Dataset excerpts:
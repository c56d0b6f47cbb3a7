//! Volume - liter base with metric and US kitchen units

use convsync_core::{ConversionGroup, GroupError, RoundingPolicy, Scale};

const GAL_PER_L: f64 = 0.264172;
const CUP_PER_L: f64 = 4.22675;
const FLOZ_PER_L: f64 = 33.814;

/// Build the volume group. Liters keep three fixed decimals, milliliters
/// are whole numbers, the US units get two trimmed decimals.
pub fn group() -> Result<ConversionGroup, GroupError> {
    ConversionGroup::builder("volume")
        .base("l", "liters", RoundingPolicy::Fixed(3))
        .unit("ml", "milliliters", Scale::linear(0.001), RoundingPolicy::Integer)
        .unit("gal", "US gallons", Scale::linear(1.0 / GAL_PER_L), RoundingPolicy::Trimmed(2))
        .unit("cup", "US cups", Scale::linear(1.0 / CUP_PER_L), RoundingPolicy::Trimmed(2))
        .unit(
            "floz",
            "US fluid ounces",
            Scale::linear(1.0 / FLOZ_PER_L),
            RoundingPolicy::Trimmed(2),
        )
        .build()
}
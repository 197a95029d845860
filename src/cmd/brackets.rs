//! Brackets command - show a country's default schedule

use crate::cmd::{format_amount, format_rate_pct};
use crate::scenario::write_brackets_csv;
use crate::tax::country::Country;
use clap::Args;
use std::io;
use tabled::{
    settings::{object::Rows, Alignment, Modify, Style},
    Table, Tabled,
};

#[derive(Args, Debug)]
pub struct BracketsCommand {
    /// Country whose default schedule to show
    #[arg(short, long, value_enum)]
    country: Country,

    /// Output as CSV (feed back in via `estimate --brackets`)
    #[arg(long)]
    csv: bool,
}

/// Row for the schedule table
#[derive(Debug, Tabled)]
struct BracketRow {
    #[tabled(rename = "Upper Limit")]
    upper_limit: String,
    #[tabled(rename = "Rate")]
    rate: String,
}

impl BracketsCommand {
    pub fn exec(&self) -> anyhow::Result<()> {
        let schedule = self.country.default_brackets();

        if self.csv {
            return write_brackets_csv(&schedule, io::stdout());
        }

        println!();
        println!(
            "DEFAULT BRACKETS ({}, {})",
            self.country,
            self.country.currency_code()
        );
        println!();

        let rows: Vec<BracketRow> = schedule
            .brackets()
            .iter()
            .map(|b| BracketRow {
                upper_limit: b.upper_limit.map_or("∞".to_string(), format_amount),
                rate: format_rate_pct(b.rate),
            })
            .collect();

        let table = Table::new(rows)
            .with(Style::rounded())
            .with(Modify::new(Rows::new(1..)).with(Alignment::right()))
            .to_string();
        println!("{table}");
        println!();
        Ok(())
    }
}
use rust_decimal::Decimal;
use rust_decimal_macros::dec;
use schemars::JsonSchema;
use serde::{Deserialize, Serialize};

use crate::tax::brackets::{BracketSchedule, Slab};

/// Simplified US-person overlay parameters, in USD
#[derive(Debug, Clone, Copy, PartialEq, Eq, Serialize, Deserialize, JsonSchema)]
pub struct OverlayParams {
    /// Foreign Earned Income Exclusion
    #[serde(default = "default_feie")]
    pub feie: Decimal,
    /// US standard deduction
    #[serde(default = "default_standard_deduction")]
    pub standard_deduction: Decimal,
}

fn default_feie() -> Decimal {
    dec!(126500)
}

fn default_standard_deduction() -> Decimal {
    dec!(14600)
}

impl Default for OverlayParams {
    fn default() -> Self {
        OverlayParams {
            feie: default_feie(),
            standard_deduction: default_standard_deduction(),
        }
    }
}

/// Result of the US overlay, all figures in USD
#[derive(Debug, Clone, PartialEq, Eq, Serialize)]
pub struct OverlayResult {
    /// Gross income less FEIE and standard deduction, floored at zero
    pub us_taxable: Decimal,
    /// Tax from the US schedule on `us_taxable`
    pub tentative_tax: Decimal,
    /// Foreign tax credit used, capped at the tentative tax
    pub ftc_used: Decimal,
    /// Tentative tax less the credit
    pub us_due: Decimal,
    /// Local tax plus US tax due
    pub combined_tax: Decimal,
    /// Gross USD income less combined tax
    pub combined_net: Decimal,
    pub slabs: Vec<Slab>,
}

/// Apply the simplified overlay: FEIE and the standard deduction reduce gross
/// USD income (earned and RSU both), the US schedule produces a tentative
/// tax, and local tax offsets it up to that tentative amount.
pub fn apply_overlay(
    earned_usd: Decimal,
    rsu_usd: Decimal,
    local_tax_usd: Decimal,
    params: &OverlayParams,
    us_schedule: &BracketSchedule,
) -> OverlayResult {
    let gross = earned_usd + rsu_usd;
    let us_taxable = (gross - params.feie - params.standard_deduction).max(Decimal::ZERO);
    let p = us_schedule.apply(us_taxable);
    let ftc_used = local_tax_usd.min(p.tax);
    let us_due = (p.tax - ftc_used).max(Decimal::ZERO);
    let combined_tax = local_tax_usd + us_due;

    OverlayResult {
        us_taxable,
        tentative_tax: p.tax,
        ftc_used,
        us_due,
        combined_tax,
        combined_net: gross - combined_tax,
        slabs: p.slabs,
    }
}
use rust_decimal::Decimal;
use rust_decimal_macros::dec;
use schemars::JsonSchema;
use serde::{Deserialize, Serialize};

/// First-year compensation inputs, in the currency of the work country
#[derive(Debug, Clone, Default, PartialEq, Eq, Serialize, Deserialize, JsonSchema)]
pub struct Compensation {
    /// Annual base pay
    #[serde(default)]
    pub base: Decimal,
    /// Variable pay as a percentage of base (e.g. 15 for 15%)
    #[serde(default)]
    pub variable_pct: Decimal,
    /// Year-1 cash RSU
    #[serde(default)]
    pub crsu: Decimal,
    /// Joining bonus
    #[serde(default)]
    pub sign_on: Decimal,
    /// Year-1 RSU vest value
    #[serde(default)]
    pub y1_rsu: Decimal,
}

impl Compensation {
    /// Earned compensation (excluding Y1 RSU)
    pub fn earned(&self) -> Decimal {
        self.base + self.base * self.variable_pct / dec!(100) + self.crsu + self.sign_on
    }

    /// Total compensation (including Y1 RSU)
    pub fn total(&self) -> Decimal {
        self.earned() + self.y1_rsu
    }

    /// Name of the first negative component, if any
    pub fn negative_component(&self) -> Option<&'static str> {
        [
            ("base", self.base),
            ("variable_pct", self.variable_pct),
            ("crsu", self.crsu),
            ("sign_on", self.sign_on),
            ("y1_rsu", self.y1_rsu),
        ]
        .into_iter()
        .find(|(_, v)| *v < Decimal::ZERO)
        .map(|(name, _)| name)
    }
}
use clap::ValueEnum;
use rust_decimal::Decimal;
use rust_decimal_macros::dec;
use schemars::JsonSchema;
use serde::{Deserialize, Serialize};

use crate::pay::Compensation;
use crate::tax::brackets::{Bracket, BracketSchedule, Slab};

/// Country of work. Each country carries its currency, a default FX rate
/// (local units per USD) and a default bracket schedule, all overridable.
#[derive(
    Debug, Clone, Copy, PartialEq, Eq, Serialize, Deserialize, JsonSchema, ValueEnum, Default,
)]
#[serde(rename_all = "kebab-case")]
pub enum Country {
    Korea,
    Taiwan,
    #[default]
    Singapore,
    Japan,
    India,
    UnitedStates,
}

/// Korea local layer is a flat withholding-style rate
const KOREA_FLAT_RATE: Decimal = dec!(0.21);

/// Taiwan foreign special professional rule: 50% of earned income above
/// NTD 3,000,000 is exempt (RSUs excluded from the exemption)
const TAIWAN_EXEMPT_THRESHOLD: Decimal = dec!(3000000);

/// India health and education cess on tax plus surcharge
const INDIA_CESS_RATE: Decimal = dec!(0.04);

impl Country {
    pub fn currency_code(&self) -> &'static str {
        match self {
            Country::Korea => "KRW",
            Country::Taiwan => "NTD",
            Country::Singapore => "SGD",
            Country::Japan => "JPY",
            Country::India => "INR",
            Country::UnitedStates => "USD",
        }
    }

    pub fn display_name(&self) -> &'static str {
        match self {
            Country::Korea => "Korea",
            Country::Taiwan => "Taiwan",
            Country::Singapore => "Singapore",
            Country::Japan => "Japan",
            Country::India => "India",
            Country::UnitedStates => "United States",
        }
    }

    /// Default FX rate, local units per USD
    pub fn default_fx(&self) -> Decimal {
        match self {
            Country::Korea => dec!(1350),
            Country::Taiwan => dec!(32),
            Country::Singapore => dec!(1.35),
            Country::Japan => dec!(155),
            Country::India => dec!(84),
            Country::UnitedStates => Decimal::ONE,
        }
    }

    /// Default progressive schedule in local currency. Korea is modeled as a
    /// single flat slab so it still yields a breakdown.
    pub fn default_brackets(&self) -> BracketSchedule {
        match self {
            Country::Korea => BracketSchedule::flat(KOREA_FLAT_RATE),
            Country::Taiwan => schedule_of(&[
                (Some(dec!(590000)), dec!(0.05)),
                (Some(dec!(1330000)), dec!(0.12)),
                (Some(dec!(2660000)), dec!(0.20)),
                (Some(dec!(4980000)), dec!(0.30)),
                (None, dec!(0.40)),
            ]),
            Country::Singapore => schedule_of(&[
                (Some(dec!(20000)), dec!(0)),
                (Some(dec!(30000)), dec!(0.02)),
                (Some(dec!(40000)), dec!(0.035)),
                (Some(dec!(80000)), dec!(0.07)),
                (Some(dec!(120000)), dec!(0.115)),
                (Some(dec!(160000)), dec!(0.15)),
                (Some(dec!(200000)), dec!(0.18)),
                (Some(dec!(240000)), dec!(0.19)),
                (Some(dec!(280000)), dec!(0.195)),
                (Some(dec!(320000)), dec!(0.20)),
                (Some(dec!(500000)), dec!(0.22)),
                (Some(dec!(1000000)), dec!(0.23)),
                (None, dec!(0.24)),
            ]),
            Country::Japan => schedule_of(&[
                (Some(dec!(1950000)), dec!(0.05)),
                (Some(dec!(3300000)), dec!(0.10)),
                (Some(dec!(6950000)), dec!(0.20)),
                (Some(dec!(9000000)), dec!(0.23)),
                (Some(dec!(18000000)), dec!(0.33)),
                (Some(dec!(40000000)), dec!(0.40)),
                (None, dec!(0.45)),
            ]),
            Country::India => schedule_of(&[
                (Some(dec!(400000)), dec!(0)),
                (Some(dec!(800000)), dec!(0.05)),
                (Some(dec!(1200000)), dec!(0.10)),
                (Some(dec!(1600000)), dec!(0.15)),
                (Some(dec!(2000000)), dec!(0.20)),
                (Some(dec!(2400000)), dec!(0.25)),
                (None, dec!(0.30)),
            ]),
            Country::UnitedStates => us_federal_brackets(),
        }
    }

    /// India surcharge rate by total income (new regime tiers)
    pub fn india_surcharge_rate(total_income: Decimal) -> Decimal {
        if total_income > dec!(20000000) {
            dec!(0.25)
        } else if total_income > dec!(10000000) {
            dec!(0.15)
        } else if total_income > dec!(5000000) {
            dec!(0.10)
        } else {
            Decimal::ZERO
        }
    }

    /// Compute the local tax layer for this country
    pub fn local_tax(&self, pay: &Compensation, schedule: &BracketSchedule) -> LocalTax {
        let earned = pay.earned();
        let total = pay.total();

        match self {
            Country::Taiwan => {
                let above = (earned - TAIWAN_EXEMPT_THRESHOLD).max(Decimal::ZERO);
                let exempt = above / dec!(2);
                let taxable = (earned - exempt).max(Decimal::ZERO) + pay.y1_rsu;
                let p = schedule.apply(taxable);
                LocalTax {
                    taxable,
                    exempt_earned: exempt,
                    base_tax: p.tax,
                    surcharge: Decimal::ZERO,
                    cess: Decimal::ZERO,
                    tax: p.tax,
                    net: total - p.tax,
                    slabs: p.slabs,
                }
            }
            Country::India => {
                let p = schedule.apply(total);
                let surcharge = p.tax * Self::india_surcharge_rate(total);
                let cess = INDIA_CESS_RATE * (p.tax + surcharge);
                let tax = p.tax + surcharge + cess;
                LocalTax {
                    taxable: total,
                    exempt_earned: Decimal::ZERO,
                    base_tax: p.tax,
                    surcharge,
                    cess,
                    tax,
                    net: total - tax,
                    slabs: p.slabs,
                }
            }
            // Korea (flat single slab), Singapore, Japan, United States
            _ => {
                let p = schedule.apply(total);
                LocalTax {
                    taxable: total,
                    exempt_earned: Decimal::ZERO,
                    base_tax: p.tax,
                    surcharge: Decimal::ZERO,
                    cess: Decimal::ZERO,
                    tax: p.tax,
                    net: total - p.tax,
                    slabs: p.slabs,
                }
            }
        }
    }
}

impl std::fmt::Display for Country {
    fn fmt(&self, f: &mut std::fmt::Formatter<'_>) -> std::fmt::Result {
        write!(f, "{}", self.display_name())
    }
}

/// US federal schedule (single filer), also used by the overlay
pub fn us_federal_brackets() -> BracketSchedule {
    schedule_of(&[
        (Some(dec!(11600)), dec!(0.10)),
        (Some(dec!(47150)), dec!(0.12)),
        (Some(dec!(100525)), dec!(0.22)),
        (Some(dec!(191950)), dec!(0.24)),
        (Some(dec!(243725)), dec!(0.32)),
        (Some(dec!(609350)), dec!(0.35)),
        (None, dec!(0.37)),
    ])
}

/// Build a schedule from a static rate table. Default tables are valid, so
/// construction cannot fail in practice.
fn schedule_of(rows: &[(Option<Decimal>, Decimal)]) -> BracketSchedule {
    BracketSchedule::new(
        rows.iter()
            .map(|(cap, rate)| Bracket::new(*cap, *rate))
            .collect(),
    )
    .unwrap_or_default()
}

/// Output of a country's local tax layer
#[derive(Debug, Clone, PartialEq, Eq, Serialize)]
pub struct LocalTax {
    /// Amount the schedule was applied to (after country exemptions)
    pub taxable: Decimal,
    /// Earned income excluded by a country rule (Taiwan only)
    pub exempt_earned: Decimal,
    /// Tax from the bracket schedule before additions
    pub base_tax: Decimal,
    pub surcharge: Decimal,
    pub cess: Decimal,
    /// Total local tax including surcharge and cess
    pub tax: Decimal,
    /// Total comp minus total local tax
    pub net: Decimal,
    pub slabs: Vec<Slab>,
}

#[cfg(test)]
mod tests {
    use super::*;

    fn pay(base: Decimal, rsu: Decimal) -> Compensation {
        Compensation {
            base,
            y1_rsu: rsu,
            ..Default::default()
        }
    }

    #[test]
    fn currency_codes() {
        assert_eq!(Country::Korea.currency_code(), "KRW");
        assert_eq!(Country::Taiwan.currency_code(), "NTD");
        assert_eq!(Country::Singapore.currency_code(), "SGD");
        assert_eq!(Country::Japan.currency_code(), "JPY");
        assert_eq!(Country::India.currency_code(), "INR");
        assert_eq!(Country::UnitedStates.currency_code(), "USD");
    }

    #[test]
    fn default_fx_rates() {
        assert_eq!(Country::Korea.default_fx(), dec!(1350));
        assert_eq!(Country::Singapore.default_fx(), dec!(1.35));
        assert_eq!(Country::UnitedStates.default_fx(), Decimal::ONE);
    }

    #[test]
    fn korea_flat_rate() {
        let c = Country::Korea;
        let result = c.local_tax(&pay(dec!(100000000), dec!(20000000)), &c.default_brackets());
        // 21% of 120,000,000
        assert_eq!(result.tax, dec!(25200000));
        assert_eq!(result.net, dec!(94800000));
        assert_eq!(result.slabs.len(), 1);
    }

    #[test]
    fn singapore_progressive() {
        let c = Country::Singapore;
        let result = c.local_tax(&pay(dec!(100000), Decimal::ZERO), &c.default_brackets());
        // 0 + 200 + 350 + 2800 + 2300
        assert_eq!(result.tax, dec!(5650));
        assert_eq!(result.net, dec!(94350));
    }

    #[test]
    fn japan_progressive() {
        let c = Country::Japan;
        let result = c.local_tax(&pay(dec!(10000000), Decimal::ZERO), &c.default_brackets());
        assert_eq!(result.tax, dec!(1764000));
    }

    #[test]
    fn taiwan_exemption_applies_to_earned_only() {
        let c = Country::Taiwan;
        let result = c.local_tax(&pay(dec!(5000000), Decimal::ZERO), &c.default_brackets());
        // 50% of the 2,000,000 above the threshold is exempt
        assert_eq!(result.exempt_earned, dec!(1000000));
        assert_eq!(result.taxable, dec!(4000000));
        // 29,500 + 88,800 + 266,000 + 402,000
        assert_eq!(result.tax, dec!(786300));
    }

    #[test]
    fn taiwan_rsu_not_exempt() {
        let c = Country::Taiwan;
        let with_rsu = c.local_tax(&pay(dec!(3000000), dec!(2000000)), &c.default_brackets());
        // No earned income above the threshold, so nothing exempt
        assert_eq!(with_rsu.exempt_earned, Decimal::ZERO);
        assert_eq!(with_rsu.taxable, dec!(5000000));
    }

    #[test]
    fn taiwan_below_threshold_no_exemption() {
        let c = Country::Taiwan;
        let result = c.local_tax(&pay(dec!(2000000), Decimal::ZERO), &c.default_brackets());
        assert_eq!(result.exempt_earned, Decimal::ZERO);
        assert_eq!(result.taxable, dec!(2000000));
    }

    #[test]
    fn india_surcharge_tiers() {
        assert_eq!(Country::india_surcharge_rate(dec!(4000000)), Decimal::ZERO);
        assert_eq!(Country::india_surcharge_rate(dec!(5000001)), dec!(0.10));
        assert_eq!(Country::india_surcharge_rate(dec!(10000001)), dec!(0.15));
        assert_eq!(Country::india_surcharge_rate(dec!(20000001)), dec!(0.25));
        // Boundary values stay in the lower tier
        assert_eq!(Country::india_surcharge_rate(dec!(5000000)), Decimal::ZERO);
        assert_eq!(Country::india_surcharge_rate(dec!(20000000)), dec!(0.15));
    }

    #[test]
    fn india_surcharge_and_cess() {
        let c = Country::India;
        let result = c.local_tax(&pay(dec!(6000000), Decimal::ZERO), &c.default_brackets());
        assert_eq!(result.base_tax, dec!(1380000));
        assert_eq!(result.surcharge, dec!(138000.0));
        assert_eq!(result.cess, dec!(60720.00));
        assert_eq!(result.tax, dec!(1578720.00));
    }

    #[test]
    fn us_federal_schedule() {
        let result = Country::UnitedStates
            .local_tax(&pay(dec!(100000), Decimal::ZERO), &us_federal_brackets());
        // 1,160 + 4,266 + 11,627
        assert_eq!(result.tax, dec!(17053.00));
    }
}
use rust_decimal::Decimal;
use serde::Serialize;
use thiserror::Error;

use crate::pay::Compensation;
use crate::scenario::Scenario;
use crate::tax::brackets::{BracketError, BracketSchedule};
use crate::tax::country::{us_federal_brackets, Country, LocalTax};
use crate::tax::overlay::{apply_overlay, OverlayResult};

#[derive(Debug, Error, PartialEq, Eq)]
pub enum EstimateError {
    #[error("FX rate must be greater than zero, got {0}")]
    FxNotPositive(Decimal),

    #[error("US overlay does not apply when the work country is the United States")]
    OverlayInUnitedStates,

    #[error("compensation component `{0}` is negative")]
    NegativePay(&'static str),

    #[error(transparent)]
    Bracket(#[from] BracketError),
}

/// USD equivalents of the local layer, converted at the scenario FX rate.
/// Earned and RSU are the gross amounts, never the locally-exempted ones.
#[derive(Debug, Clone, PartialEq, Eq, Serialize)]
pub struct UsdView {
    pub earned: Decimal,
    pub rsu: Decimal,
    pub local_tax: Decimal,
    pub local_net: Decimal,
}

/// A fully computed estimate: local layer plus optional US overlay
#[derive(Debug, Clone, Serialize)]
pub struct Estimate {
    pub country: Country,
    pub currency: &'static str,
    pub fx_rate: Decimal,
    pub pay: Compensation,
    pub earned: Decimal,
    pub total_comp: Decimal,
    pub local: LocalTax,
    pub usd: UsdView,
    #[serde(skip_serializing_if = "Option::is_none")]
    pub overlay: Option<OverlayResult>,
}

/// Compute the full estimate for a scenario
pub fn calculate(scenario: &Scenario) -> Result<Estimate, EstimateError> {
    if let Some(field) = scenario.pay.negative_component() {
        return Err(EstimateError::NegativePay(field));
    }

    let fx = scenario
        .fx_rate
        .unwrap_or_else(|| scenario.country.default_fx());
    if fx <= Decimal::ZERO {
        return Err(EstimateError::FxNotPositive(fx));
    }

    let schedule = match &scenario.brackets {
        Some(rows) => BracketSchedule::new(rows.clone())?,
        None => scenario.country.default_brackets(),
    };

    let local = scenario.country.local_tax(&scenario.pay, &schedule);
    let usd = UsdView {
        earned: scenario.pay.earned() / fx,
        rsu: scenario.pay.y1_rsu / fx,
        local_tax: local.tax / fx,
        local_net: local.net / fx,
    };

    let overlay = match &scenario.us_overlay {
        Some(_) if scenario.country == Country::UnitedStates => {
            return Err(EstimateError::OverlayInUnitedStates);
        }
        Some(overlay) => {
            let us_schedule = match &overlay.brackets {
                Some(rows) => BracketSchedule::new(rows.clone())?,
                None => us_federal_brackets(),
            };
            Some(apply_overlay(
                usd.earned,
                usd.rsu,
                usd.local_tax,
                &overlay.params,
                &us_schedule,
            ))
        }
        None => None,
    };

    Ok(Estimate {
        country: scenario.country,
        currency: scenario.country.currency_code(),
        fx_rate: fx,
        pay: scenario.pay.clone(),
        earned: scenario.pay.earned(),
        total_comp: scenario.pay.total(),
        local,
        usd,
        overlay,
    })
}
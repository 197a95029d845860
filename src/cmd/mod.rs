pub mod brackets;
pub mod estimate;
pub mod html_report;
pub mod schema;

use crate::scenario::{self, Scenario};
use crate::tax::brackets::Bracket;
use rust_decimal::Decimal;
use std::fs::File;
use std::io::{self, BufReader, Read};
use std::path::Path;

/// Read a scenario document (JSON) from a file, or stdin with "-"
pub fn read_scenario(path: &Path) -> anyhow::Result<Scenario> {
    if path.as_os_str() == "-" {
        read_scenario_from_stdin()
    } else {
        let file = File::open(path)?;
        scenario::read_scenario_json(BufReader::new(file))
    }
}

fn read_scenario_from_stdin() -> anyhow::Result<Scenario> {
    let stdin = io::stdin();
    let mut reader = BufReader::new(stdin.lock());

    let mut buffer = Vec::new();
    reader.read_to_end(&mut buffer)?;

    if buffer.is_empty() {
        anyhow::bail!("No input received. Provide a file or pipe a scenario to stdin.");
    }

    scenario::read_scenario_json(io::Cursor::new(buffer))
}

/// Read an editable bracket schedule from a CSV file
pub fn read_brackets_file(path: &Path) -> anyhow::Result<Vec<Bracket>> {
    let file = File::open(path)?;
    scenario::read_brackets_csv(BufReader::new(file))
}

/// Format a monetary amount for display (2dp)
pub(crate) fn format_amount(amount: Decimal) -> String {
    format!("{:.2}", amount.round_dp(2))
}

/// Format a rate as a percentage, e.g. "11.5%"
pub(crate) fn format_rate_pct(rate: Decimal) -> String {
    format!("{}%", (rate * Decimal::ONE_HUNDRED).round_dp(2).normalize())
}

▶ **The task**
Only the number is wanted: how many lines in the entries above contain the string "LocalTax"?

▶ **Output**
7